EXERCISE AIM
All lines in the records below with the word "Option" must be returned.

Collected data
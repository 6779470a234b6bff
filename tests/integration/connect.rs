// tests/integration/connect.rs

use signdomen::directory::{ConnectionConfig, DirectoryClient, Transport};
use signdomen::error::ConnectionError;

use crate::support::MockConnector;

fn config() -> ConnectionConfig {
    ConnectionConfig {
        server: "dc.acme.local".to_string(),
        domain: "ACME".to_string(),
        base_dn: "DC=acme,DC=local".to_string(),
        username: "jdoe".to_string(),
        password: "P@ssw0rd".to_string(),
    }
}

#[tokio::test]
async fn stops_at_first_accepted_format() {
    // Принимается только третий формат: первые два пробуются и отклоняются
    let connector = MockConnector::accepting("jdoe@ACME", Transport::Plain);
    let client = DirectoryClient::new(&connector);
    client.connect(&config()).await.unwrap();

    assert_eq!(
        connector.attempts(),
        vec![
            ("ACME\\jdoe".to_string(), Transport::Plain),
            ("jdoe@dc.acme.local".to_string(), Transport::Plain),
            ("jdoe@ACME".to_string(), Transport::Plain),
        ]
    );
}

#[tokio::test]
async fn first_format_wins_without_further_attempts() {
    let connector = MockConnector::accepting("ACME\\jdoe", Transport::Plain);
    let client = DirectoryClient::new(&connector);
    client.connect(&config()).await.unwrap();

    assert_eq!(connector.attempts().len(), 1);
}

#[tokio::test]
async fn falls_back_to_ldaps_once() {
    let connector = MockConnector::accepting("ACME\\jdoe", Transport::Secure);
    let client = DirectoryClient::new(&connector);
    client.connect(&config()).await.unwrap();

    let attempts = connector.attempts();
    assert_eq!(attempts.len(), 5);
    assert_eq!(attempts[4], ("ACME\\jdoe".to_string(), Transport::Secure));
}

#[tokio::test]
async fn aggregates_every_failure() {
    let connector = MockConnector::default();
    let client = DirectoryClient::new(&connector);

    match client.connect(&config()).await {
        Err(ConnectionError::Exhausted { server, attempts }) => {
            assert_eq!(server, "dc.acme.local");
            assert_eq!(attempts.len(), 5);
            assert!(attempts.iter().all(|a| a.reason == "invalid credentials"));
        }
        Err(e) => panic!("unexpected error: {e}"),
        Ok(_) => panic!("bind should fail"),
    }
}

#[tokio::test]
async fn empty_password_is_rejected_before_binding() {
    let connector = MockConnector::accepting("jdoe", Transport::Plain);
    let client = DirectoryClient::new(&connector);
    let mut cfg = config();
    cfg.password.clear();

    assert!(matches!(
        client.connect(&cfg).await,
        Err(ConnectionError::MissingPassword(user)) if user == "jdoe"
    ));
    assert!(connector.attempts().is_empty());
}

...

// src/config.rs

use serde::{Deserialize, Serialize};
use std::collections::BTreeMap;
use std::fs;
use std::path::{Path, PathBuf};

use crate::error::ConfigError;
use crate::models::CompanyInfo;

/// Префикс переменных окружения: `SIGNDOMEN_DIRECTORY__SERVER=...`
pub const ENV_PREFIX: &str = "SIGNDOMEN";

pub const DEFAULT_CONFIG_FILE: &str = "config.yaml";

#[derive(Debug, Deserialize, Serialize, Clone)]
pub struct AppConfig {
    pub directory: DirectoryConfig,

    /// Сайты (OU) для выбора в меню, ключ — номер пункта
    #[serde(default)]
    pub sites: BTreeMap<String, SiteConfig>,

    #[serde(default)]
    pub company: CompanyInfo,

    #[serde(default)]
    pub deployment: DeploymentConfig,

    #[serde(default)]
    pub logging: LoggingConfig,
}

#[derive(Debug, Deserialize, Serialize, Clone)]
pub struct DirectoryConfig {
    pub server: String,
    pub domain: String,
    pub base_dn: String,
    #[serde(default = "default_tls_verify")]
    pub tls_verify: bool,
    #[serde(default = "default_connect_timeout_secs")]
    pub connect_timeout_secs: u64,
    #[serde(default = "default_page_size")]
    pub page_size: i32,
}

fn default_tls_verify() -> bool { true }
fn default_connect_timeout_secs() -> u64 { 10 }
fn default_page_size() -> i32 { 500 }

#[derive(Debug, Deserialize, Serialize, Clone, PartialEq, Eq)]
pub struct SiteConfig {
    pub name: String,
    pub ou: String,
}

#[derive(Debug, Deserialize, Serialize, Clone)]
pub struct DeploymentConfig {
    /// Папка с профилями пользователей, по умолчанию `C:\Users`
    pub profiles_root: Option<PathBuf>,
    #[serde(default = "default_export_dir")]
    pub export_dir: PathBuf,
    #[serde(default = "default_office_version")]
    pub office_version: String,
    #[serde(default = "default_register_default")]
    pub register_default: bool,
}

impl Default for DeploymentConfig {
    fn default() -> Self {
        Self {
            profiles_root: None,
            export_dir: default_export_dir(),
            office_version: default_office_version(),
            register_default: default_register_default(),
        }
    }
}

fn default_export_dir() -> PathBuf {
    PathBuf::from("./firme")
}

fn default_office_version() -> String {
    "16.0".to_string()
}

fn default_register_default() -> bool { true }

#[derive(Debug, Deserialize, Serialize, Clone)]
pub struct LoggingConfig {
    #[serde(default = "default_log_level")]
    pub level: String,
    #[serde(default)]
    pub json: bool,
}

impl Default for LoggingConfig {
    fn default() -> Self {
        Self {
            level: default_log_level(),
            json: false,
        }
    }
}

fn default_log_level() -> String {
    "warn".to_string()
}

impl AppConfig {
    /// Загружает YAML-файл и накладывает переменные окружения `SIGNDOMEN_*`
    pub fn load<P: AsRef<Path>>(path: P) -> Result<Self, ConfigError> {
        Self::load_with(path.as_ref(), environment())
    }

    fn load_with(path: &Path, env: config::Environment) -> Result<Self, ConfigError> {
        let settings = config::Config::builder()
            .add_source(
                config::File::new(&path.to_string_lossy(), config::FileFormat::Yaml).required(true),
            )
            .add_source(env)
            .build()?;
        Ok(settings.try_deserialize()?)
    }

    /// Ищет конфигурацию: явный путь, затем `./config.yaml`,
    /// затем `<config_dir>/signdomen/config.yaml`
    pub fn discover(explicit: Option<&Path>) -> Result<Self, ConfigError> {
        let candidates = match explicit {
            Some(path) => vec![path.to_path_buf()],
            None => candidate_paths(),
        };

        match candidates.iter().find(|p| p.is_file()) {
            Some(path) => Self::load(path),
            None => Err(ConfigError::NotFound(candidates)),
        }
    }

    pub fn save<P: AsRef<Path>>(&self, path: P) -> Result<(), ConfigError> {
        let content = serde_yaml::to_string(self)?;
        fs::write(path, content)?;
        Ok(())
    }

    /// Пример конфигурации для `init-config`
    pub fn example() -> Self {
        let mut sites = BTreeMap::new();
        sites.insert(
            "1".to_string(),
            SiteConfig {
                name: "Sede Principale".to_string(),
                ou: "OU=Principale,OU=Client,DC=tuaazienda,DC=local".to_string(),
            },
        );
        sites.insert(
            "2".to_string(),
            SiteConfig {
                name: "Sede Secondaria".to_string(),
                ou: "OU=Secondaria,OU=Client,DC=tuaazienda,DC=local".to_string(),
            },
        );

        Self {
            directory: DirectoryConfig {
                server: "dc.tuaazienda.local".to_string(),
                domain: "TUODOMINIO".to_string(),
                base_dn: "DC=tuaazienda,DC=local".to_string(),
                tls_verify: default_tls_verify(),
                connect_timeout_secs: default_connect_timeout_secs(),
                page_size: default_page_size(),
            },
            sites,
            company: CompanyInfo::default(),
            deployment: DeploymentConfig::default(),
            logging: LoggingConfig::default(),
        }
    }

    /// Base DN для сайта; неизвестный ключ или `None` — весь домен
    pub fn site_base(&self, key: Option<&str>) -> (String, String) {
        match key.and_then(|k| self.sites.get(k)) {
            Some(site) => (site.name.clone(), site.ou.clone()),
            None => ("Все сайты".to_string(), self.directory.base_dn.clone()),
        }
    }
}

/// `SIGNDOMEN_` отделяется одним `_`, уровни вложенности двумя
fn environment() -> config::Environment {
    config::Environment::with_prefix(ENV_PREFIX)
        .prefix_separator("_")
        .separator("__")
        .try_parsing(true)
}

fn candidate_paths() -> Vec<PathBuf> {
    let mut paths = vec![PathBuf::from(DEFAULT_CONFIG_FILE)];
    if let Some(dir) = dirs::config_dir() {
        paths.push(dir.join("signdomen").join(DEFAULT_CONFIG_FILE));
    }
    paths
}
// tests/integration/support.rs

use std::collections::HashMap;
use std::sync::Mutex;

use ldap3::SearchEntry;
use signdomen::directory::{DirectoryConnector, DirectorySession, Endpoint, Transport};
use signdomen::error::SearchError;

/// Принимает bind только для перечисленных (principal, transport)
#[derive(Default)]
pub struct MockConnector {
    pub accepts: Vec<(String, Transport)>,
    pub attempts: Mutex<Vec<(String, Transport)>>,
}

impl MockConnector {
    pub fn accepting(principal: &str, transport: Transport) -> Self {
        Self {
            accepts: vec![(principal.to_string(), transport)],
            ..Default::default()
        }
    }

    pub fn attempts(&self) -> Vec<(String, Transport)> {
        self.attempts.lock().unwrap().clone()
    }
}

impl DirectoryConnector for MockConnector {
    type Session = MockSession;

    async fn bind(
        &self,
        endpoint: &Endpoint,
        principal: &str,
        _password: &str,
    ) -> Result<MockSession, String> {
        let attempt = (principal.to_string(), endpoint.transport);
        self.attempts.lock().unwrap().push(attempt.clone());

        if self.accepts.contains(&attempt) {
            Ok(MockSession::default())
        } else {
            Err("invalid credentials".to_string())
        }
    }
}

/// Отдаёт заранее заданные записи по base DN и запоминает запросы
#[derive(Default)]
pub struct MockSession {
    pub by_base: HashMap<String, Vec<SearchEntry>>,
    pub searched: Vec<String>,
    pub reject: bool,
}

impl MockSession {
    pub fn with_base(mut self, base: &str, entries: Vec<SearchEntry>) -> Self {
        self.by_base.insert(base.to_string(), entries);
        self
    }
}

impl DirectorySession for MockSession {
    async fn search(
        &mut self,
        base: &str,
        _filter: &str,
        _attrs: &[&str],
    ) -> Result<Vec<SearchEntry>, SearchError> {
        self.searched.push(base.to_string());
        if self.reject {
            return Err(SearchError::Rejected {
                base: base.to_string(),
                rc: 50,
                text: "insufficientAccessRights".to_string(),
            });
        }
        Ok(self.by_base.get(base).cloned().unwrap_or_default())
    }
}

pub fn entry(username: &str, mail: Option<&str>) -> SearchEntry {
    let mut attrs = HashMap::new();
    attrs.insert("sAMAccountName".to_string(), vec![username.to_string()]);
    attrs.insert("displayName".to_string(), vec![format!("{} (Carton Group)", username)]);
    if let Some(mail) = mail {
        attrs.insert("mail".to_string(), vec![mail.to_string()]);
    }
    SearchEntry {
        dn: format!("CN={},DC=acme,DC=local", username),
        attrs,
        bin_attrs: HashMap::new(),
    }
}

FINAL ANSWER
    pub profiles_root: Option<PathBuf>,
    pub fn discover(explicit: Option<&Path>) -> Result<Self, ConfigError> {
    pub fn site_base(&self, key: Option<&str>) -> (String, String) {
pub fn entry(username: &str, mail: Option<&str>) -> SearchEntry {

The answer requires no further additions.